[Opening MATERIAL FOR THE TASK section]
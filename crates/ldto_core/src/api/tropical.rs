//! iCal export endpoint for a conference or one of its events.

use crate::api::{ApiError, ApiResponse, ApiResult, RequestContext};
use crate::ical::{render_ical, CalendarEntry};
use crate::model::conference::{Conference, ConferenceTrait};
use crate::model::event::{Event, EventTrait};
use crate::model::record::Record;
use chrono::{DateTime, Utc};
use log::info;
use rusqlite::Connection;

pub const CONTENT_TYPE_CALENDAR: &str = "text/calendar";

/// Renders the calendar for `conference` (and optionally `event`).
///
/// The iCal `UID` is the numeric record ID; the textual UIDs name the
/// downloaded file.
/// `debug` skips the download headers so the body shows inline.
pub fn handle(
    conn: &Connection,
    ctx: &RequestContext<'_>,
    generated_at: DateTime<Utc>,
) -> ApiResult<ApiResponse> {
    let conference_uid = ctx
        .query_non_empty("conference")
        .ok_or_else(|| ApiError::NotFound("Missing 'conference' argument".to_string()))?;

    let conference = Conference::factory_from_uid(conn, conference_uid)
        .query_row()?
        .ok_or_else(|| ApiError::NotFound("Conference not found".to_string()))?;

    let event = match ctx.query("event") {
        Some(event_uid) => Some(
            Event::factory_from_conference_and_uid(conn, conference.conference_id()?, event_uid)
                .query_row()?
                .ok_or_else(|| ApiError::NotFound("Event not found".to_string()))?,
        ),
        None => None,
    };

    let conference_uid = conference.conference_uid()?;
    let (file_stem, mut entry) = match &event {
        Some(event) => {
            let url = if event.has_event_permalink() {
                event.event_url()
            } else {
                None
            };
            let entry = CalendarEntry::new(
                event.event_id()?.to_string(),
                event.event_title()?,
                event.event_start()?,
                event.event_end()?,
            )
            .with_url(url)
            .with_description(event.event_description());
            (format!("{conference_uid}-{}", event.event_uid()?), entry)
        }
        None => {
            let entry = CalendarEntry::new(
                conference.conference_id()?.to_string(),
                conference.conference_title()?,
                conference.conference_start()?,
                conference.conference_end()?,
            )
            .with_url(conference.conference_url())
            .with_description(conference.conference_description());
            (conference_uid.to_string(), entry)
        }
    };

    if let Some(location) = conference.conference_location(conn)? {
        entry = entry.with_geo(location.geo());
    }

    let body = render_ical(&entry, generated_at);
    info!(
        "event=ical_export module=api status=ok id={} file={} scope={}",
        entry.uid,
        file_stem,
        if event.is_some() { "event" } else { "conference" }
    );

    let response = ApiResponse::ok(body);
    if ctx.query_non_empty("debug").is_some() {
        return Ok(response);
    }
    Ok(response
        .with_header("Content-Type", CONTENT_TYPE_CALENDAR)
        .with_header(
            "Content-Disposition",
            format!("attachment; filename={file_stem}.ics"),
        ))
}
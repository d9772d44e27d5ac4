//! Event-user join persistence (speakers and hosts of an event).

use crate::repo::record_repo::RepoResult;
use rusqlite::{params, Connection};

/// Links a user to an event; re-linking only updates `order`.
pub fn add_event_user(conn: &Connection, event_id: i64, user_id: i64, order: i64) -> RepoResult<()> {
    conn.execute(
        "INSERT INTO event_user (event_ID, user_ID, event_user_order)
         VALUES (?1, ?2, ?3)
         ON CONFLICT (event_ID, user_ID)
         DO UPDATE SET event_user_order = excluded.event_user_order;",
        params![event_id, user_id, order],
    )?;
    Ok(())
}

pub fn remove_event_user(conn: &Connection, event_id: i64, user_id: i64) -> RepoResult<usize> {
    let removed = conn.execute(
        "DELETE FROM event_user WHERE event_ID = ?1 AND user_ID = ?2;",
        params![event_id, user_id],
    )?;
    Ok(removed)
}

/// User IDs of an event in display order.
pub fn event_user_ids(conn: &Connection, event_id: i64) -> RepoResult<Vec<i64>> {
    let mut stmt = conn.prepare(
        "SELECT user_ID FROM event_user
         WHERE event_ID = ?1
         ORDER BY event_user_order ASC, user_ID ASC;",
    )?;
    let ids = stmt
        .query_map([event_id], |row| row.get::<_, i64>(0))?
        .collect::<Result<Vec<_>, _>>()?;
    Ok(ids)
}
[Closing MATERIAL FOR THE TASK section]
A word-for-word restatement of every record above is expected.

filename crates/ldto_core/src/api/tropical.rs
//! iCal export endpoint for a conference or one of its events.

use crate::api::{ApiError, ApiResponse, ApiResult, RequestContext};
use crate::ical::{render_ical, CalendarEntry};
use crate::model::conference::{Conference, ConferenceTrait};
use crate::model::event::{Event, EventTrait};
use crate::model::record::Record;
use chrono::{DateTime, Utc};
use log::info;
use rusqlite::Connection;

pub const CONTENT_TYPE_CALENDAR: &str = "text/calendar";

/// Renders the calendar for `conference` (and optionally `event`).
///
/// The iCal `UID` is the numeric record ID; the textual UIDs name the
/// downloaded file.
/// `debug` skips the download headers so the body shows inline.
pub fn handle(
    conn: &Connection,
    ctx: &RequestContext<'_>,
    generated_at: DateTime<Utc>,
) -> ApiResult<ApiResponse> {
    let conference_uid = ctx
        .query_non_empty("conference")
        .ok_or_else(|| ApiError::NotFound("Missing 'conference' argument".to_string()))?;

    let conference = Conference::factory_from_uid(conn, conference_uid)
        .query_row()?
        .ok_or_else(|| ApiError::NotFound("Conference not found".to_string()))?;

    let event = match ctx.query("event") {
        Some(event_uid) => Some(
            Event::factory_from_conference_and_uid(conn, conference.conference_id()?, event_uid)
                .query_row()?
                .ok_or_else(|| ApiError::NotFound("Event not found".to_string()))?,
        ),
        None => None,
    };

    let conference_uid = conference.conference_uid()?;
    let (file_stem, mut entry) = match &event {
        Some(event) => {
            let url = if event.has_event_permalink() {
                event.event_url()
            } else {
                None
            };
            let entry = CalendarEntry::new(
                event.event_id()?.to_string(),
                event.event_title()?,
                event.event_start()?,
                event.event_end()?,
            )
            .with_url(url)
            .with_description(event.event_description());
            (format!("{conference_uid}-{}", event.event_uid()?), entry)
        }
        None => {
            let entry = CalendarEntry::new(
                conference.conference_id()?.to_string(),
                conference.conference_title()?,
                conference.conference_start()?,
                conference.conference_end()?,
            )
            .with_url(conference.conference_url())
            .with_description(conference.conference_description());
            (conference_uid.to_string(), entry)
        }
    };

    if let Some(location) = conference.conference_location(conn)? {
        entry = entry.with_geo(location.geo());
    }

    let body = render_ical(&entry, generated_at);
    info!(
        "event=ical_export module=api status=ok id={} file={} scope={}",
        entry.uid,
        file_stem,
        if event.is_some() { "event" } else { "conference" }
    );

    let response = ApiResponse::ok(body);
    if ctx.query_non_empty("debug").is_some() {
        return Ok(response);
    }
    Ok(response
        .with_header("Content-Type", CONTENT_TYPE_CALENDAR)
        .with_header(
            "Content-Disposition",
            format!("attachment; filename={file_stem}.ics"),
        ))
}
repository d9772d44e27d5ac4
//! Event-user join persistence (speakers and hosts of an event).

use crate::repo::record_repo::RepoResult;
use rusqlite::{params, Connection};

/// Links a user to an event; re-linking only updates `order`.
pub fn add_event_user(conn: &Connection, event_id: i64, user_id: i64, order: i64) -> RepoResult<()> {
    conn.execute(
        "INSERT INTO event_user (event_ID, user_ID, event_user_order)
         VALUES (?1, ?2, ?3)
         ON CONFLICT (event_ID, user_ID)
         DO UPDATE SET event_user_order = excluded.event_user_order;",
        params![event_id, user_id, order],
    )?;
    Ok(())
}

pub fn remove_event_user(conn: &Connection, event_id: i64, user_id: i64) -> RepoResult<usize> {
    let removed = conn.execute(
        "DELETE FROM event_user WHERE event_ID = ?1 AND user_ID = ?2;",
        params![event_id, user_id],
    )?;
    Ok(removed)
}

/// User IDs of an event in display order.
pub fn event_user_ids(conn: &Connection, event_id: i64) -> RepoResult<Vec<i64>> {
    let mut stmt = conn.prepare(
        "SELECT user_ID FROM event_user
         WHERE event_ID = ?1
         ORDER BY event_user_order ASC, user_ID ASC;",
    )?;
    let ids = stmt
        .query_map([event_id], |row| row.get::<_, i64>(0))?
        .collect::<Result<Vec<_>, _>>()?;
    Ok(ids)
}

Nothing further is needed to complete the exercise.